__Directions for this task__
Each line of the data that mentions the string "derive" needs to be identified and copied.
Top of Data records
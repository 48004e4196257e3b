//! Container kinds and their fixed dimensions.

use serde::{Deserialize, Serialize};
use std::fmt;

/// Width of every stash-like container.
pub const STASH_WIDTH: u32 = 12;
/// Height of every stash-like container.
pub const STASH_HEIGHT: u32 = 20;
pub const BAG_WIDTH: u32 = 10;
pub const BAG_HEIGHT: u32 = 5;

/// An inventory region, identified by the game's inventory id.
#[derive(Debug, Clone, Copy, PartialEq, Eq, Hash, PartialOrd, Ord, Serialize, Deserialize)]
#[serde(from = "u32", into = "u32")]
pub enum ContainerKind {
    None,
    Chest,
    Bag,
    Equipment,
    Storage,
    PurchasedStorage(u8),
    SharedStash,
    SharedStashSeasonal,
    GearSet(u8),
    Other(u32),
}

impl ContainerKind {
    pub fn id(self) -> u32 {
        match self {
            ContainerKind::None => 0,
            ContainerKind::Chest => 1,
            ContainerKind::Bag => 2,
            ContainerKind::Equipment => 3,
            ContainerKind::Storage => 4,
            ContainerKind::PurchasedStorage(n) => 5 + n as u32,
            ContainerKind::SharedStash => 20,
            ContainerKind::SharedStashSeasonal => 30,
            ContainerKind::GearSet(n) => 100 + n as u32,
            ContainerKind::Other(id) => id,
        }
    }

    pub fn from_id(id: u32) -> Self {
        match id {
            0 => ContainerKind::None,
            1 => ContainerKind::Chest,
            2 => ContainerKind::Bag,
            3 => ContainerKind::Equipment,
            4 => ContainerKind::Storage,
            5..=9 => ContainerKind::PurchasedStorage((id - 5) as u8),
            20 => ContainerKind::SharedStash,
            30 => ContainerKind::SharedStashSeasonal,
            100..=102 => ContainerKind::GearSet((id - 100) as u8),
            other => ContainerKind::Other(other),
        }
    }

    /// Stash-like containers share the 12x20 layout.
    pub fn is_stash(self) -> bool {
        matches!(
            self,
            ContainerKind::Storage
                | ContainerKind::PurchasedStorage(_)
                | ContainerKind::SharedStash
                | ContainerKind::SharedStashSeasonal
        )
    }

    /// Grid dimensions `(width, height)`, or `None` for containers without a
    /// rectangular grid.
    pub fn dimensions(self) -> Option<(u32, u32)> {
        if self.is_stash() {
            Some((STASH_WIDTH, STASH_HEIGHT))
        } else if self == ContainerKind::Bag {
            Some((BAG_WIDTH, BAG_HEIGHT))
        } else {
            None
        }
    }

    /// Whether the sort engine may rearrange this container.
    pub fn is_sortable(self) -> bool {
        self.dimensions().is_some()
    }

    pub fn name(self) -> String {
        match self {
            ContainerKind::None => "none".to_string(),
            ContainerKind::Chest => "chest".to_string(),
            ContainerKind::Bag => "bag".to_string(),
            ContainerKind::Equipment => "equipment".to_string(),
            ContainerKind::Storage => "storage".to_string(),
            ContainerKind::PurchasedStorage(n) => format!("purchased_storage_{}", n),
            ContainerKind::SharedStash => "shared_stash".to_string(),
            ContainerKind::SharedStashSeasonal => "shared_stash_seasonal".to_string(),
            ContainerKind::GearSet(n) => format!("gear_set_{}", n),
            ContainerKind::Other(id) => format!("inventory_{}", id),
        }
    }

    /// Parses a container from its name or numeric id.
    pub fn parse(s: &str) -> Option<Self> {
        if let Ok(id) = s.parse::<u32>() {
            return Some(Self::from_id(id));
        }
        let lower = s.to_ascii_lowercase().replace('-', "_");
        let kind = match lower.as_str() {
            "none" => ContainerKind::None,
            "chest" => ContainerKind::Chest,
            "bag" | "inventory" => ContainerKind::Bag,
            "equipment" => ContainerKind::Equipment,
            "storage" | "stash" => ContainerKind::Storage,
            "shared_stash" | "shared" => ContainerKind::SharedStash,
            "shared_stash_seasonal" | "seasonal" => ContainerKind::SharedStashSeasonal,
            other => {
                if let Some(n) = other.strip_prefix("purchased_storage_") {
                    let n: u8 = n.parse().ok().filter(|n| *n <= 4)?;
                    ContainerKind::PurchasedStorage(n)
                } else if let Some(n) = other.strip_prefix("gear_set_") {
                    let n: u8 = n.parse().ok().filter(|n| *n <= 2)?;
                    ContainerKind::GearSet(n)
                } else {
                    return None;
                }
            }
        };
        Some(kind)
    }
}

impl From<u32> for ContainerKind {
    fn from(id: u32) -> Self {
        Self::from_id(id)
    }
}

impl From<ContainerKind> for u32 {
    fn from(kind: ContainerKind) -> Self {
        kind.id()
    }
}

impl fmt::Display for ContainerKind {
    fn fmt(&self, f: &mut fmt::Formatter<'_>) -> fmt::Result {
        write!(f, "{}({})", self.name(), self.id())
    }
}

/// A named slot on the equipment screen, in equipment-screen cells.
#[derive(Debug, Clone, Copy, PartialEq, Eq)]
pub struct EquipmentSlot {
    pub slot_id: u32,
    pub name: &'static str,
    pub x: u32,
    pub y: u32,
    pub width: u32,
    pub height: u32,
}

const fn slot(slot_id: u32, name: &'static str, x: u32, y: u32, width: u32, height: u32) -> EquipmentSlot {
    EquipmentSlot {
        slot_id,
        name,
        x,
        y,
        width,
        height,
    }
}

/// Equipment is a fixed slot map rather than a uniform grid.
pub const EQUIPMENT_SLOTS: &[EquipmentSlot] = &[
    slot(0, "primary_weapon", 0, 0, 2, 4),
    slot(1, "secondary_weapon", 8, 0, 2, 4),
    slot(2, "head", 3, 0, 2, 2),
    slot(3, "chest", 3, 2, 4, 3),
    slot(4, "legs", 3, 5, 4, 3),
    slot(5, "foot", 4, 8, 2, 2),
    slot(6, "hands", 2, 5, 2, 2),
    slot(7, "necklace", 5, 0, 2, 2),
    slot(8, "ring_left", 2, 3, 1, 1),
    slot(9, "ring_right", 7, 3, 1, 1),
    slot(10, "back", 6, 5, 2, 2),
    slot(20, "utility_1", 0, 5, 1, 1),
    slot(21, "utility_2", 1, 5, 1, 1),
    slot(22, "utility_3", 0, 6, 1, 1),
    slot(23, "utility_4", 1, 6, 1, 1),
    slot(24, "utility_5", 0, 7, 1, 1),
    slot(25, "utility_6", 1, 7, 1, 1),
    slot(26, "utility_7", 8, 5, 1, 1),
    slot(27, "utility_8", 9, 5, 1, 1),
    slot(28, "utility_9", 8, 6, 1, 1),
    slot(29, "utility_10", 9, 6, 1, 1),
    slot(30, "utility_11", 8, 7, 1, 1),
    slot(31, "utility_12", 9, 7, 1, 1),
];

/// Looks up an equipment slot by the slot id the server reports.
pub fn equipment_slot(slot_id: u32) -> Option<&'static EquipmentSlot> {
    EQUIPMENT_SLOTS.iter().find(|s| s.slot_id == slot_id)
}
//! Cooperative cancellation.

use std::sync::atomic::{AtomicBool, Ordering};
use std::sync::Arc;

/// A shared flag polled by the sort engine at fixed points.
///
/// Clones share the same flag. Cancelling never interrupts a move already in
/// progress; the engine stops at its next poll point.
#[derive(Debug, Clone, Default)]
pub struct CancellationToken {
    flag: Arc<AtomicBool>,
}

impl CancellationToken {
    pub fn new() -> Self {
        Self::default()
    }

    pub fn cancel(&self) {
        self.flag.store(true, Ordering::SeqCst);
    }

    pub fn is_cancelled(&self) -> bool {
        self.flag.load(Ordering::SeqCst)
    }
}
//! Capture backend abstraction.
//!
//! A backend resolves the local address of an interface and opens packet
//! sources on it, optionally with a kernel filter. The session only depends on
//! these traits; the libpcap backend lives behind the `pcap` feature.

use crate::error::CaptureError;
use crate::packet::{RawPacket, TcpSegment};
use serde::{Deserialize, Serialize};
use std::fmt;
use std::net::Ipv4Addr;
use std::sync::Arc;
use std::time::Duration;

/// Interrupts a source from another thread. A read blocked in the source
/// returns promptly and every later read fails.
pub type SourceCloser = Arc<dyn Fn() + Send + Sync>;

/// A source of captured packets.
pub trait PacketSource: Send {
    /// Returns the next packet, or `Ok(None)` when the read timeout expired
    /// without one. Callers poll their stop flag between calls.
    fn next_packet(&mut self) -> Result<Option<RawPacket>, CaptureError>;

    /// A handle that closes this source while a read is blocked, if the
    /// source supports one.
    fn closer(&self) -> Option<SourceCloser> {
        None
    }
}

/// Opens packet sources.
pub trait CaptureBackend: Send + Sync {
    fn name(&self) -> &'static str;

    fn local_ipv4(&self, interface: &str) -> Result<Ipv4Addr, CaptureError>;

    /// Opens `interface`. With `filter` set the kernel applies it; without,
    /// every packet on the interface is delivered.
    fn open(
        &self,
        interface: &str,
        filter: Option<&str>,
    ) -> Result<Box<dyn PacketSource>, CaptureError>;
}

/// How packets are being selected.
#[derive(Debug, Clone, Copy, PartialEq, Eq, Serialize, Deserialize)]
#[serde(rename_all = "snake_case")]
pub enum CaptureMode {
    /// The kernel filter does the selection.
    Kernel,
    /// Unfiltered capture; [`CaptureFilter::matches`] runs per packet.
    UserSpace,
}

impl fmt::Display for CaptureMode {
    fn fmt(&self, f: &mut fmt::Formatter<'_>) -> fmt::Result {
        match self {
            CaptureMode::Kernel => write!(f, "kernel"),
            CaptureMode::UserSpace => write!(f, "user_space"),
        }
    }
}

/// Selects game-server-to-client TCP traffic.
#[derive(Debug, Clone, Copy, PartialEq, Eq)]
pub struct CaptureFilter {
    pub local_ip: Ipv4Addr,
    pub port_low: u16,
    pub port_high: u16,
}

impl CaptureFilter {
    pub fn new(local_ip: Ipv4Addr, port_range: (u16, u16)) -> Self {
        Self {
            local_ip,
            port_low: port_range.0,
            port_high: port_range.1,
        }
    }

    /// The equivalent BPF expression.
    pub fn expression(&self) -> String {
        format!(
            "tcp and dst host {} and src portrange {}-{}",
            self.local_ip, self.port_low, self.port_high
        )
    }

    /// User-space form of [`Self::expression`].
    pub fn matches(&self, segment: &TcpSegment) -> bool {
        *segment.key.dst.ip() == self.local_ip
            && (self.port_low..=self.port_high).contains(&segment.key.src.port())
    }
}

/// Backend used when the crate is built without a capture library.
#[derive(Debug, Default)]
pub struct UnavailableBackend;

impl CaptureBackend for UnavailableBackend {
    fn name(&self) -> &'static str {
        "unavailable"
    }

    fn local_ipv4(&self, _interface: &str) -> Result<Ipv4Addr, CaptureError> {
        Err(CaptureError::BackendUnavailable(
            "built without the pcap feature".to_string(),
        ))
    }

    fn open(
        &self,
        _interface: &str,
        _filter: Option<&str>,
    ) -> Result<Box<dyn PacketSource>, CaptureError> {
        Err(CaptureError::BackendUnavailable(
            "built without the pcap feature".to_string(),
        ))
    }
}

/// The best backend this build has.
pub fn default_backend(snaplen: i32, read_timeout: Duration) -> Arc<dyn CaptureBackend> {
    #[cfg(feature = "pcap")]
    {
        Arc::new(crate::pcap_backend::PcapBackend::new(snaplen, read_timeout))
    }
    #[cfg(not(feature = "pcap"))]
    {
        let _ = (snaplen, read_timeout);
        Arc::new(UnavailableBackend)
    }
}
Bottom of Data records
__Reply__
#[derive(Debug, Clone, Copy, PartialEq, Eq, Hash, PartialOrd, Ord, Serialize, Deserialize)]
#[derive(Debug, Clone, Copy, PartialEq, Eq)]
#[derive(Debug, Clone, Default)]
#[derive(Debug, Clone, Copy, PartialEq, Eq, Serialize, Deserialize)]
#[derive(Debug, Clone, Copy, PartialEq, Eq)]
#[derive(Debug, Default)]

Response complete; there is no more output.